**Source material**.
"""
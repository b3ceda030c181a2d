//! Tests for DOCTYPE handling: entity declarations, parameter entities and
//! ATTLIST defaults.

use xml5_parser::error::{ErrorCode, XmlError};
use xml5_parser::{Attribute, Token, XmlTokenizer};

/// Helper to run the tokenizer over a complete document and keep it around
/// for inspecting the declarations it read.
fn tokenizer_for(input: &str) -> XmlTokenizer {
    let mut tokenizer = XmlTokenizer::new();
    tokenizer.feed(input);
    tokenizer.end();
    tokenizer
}

/// Helper to tokenize and drop parse errors.
fn tokens_without_errors(input: &str) -> Vec<Token> {
    XmlTokenizer::tokenize(input)
        .into_iter()
        .filter(|token| !matches!(token, Token::ParseError(_)))
        .collect()
}

fn error_codes(tokens: &[Token]) -> Vec<ErrorCode> {
    tokens
        .iter()
        .filter_map(|token| match token {
            Token::ParseError(error) => Some(error.code),
            _ => None,
        })
        .collect()
}

fn text_of(tokens: &[Token]) -> String {
    tokens
        .iter()
        .filter_map(|token| match token {
            Token::Characters { data } => Some(data.as_str()),
            _ => None,
        })
        .collect()
}

// ========== the declaration itself ==========

#[test]
fn test_doctype_produces_no_token() {
    assert_eq!(
        XmlTokenizer::tokenize(r#"<!DOCTYPE r SYSTEM "r.dtd"><r/>"#),
        vec![Token::EmptyTag {
            name: "r".to_string(),
            attributes: Vec::new(),
        }]
    );
}

#[test]
fn test_public_identifier_with_brackets_is_skipped() {
    let input = r#"<!DOCTYPE r PUBLIC "-//x//[y]//EN" 'r.dtd'><r/>"#;
    assert_eq!(error_codes(&XmlTokenizer::tokenize(input)), Vec::new());
}

#[test]
fn test_eof_in_doctype() {
    let tokens = XmlTokenizer::tokenize("<!DOCTYPE r [<!ENTITY e 'x");
    assert_eq!(error_codes(&tokens), vec![ErrorCode::EofInDoctype]);
}

// ========== entities ==========

#[test]
fn test_entity_declaration_and_expansion() {
    let input = r#"<!DOCTYPE r [<!ENTITY foo "bar">]><r>&foo;</r>"#;
    let tokenizer = tokenizer_for(input);
    assert_eq!(tokenizer.entities().general("foo"), Some("bar"));

    let tokens = tokenizer.into_tokens();
    assert_eq!(text_of(&tokens), "bar");
    assert!(error_codes(&tokens).is_empty());
}

#[test]
fn test_first_declaration_wins() {
    let input = r#"<!DOCTYPE r [<!ENTITY e "one"><!ENTITY e "two">]><r>&e;</r>"#;
    assert_eq!(text_of(&XmlTokenizer::tokenize(input)), "one");
}

#[test]
fn test_builtin_entities_cannot_be_redeclared() {
    let input = r#"<!DOCTYPE r [<!ENTITY lt "LT">]><r>&lt;</r>"#;
    assert_eq!(text_of(&XmlTokenizer::tokenize(input)), "<");
}

#[test]
fn test_entity_value_resolves_only_character_references() {
    let input = r#"<!DOCTYPE r [<!ENTITY e "&#65;&amp;">]>"#;
    let tokenizer = tokenizer_for(input);
    assert_eq!(tokenizer.entities().general("e"), Some("A&amp;"));
}

#[test]
fn test_entity_referring_to_another_entity() {
    let input = r#"<!DOCTYPE r [<!ENTITY a "x&b;z"><!ENTITY b "y">]><r>&a;</r>"#;
    assert_eq!(text_of(&XmlTokenizer::tokenize(input)), "xyz");
}

#[test]
fn test_entity_expansion_can_contain_markup() {
    let input = r#"<!DOCTYPE r [<!ENTITY e "<b>bold</b>">]><r>&e;</r>"#;
    assert_eq!(
        tokens_without_errors(input),
        vec![
            Token::StartTag {
                name: "r".to_string(),
                attributes: Vec::new(),
            },
            Token::StartTag {
                name: "b".to_string(),
                attributes: Vec::new(),
            },
            Token::new_characters("bold"),
            Token::EndTag {
                name: "b".to_string(),
            },
            Token::EndTag {
                name: "r".to_string(),
            },
        ]
    );
}

#[test]
fn test_external_entity_is_declared_empty() {
    let input = r#"<!DOCTYPE r [<!ENTITY ext SYSTEM "ext.xml">]><r>[&ext;]</r>"#;
    let tokenizer = tokenizer_for(input);
    assert_eq!(tokenizer.entities().general("ext"), Some(""));
    assert_eq!(text_of(&tokenizer.into_tokens()), "[]");
}

#[test]
fn test_parameter_entity_reference_in_subset() {
    let input = r#"<!DOCTYPE r [<!ENTITY % p "<!ENTITY g 'G'>"> %p;]><r>&g;</r>"#;
    let tokenizer = tokenizer_for(input);
    assert_eq!(tokenizer.entities().parameter("p"), Some("<!ENTITY g 'G'>"));
    assert_eq!(tokenizer.entities().general("g"), Some("G"));
    assert_eq!(text_of(&tokenizer.into_tokens()), "G");
}

#[test]
fn test_unknown_parameter_entity() {
    let input = "<!DOCTYPE r [%nope;]><r/>";
    let tokens = XmlTokenizer::tokenize(input);
    assert_eq!(error_codes(&tokens), vec![ErrorCode::ExpectedParameterEntity]);
}

// ========== other subset content ==========

#[test]
fn test_comments_pis_and_notations_in_subset_are_dropped() {
    let input = r#"<!DOCTYPE r [<!-- c - d --><?pi x?y?><!NOTATION n SYSTEM "u">]><r/>"#;
    assert_eq!(
        XmlTokenizer::tokenize(input),
        vec![Token::EmptyTag {
            name: "r".to_string(),
            attributes: Vec::new(),
        }]
    );
}

#[test]
fn test_bogus_declaration_is_skipped() {
    let input = r#"<!DOCTYPE r [<!FOO bar> <!ENTITY e "x">]><r>&e;</r>"#;
    let tokens = XmlTokenizer::tokenize(input);
    assert_eq!(error_codes(&tokens), vec![ErrorCode::BogusDoctypeDeclaration]);
    assert_eq!(text_of(&tokens), "x");
}

// ========== ATTLIST ==========

#[test]
fn test_attlist_default_without_type() {
    let input = r#"<!DOCTYPE x [<!ATTLIST x y "z">]><x/>"#;
    assert_eq!(
        tokens_without_errors(input),
        vec![Token::EmptyTag {
            name: "x".to_string(),
            attributes: vec![Attribute::new("y", "z")],
        }]
    );
}

#[test]
fn test_attlist_with_types_and_keywords() {
    let input = r#"<!DOCTYPE x [<!ATTLIST x a CDATA #FIXED "1" b CDATA #IMPLIED c CDATA "3">]><x>"#;
    let tokenizer = tokenizer_for(input);

    let declarations = tokenizer.attribute_defaults().declarations();
    assert_eq!(declarations.len(), 1);
    assert_eq!(declarations[0].element, "x");
    let kinds: Vec<&str> = declarations[0]
        .attributes
        .iter()
        .map(|definition| definition.kind.as_str())
        .collect();
    assert_eq!(kinds, vec!["CDATA", "CDATA", "CDATA"]);

    assert_eq!(
        tokenizer.into_tokens(),
        vec![Token::StartTag {
            name: "x".to_string(),
            attributes: vec![Attribute::new("a", "1"), Attribute::new("c", "3")],
        }]
    );
}

#[test]
fn test_explicit_attribute_overrides_default() {
    let input = r#"<!DOCTYPE x [<!ATTLIST x y "z" w "v">]><x y="mine"/><other/>"#;
    assert_eq!(
        tokens_without_errors(input),
        vec![
            Token::EmptyTag {
                name: "x".to_string(),
                attributes: vec![Attribute::new("y", "mine"), Attribute::new("w", "v")],
            },
            Token::EmptyTag {
                name: "other".to_string(),
                attributes: Vec::new(),
            },
        ]
    );
}

#[test]
fn test_reference_in_attlist_default_is_unsupported() {
    let mut tokenizer = tokenizer_for(r#"<!DOCTYPE x [<!ATTLIST x y "&z;">]><x/>"#);
    assert!(matches!(
        tokenizer.take_failure(),
        Some(XmlError::Unsupported(_))
    ));
    assert!(
        tokenizer
            .take_tokens()
            .iter()
            .all(|token| token.tag_name().is_none()),
        "tokenization stops at the unsupported construct"
    );
}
"""
**Task requirements**. Check the records above and copy each line that has the string "XmlError".

**Result below**.
use xml5_parser::error::{ErrorCode, XmlError};
        Some(XmlError::Unsupported(_))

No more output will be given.